Na década de 1920, o doutor S. Sweeney produziu um diabetes reversível em todos os seus alunos de medicina dando-lhes uma dieta muito rica em óleos vegetais por 48 horas. Nenhum deles apresentara diabetes antes.42 Recentemente, o papel da gordura no diabetes foi apontado por Neal Barnard, em

seu livro Doutor Neal Barnard’s program for reversing diabetes [Programa do doutor Neal Barnard para reverter o diabetes]. Sendo vegano, ele compartilha da mesma opinião a respeito do papel da gordura animal como um dos fatores que contribuem para o diabetes e sobre o processo de reversão da doença até certo ponto. Sua pesquisa contrasta de maneira positiva com os resultados da dieta da Associação Americana de Diabetes. Assim como nós, ele observou que a alimentação rica em gordura animal está ligada à maior incidência do diabetes tipo 2.

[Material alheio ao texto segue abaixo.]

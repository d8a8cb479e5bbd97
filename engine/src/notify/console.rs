//! Console notifier for development and testing.

use super::{AlertContent, DeliveryError, DonorAlert, DonorNotifier};
use std::future::Future;
use std::pin::Pin;
use tracing::info;

/// Console notifier.
///
/// Logs alerts instead of sending them. Used when no SMTP server is
/// configured. Every alert counts as delivered.
#[derive(Clone, Debug, Default)]
pub struct ConsoleNotifier;

impl ConsoleNotifier {
    /// Create a new console notifier.
    #[must_use]
    pub const fn new() -> Self {
        Self
    }
}

impl DonorNotifier for ConsoleNotifier {
    fn send(
        &self,
        alert: DonorAlert,
    ) -> Pin<Box<dyn Future<Output = Result<(), DeliveryError>> + Send>> {
        Box::pin(async move {
            let content = AlertContent::render(&alert);
            info!(
                to = %alert.donor_email,
                subject = %content.subject,
                distance_km = alert.distance_km,
                "Donor alert (console delivery)"
            );
            println!("\n──── Donor alert to {} ────", alert.donor_email);
            println!("Subject: {}", content.subject);
            println!("{}", content.text);
            Ok(())
        })
    }
}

Ele observou que, no Japão, na Tailândia, em outros países asiáticos e na África, entre pessoas que tinham uma alimentação tradicional havia menos casos de diabetes. Mas isso mudou assim que elas deixaram de comer alimentos ricos em carboidratos complexos, como arroz, vegetais repletos de amido, vagens e macarrão. Desde então, passaram a apresentar altos índices de diabetes. Com isso em mente, precisamos saber quando usar de maneira apropriada a palavra “carboidrato”. Os carboidratos complexos não provocam diabetes – além da dieta rica em fibras, que, aliás, esses alimentos contêm, eles tornam mais lenta a quebra de glicose e, consequentemente, não sobrecarregam nem estressam o organismo. Esses alimentos têm índice glicêmico de moderado a baixo e índice insulínico baixo. Quando esses povos se depararam com a alimentação ocidental, a incidência do diabetes disparou. A obra do doutor Barnard enfatiza que a dieta com muita gordura, sobretudo gordura animal cozida (gordura saturada), aumenta o risco de diabetes.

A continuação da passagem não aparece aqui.